→ Supplied data:
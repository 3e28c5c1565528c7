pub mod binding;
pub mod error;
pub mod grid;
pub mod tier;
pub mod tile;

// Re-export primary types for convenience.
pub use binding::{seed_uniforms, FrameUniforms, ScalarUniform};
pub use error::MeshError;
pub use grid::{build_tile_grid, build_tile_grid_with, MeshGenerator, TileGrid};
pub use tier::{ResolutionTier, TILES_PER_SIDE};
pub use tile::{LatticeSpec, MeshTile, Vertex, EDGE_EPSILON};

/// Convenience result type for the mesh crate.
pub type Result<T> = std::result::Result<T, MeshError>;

→ Exercise goal: Filter the entries and copy out every line with the word "MeshError".

→ Exercise result:
pub use error::MeshError;
pub type Result<T> = std::result::Result<T, MeshError>;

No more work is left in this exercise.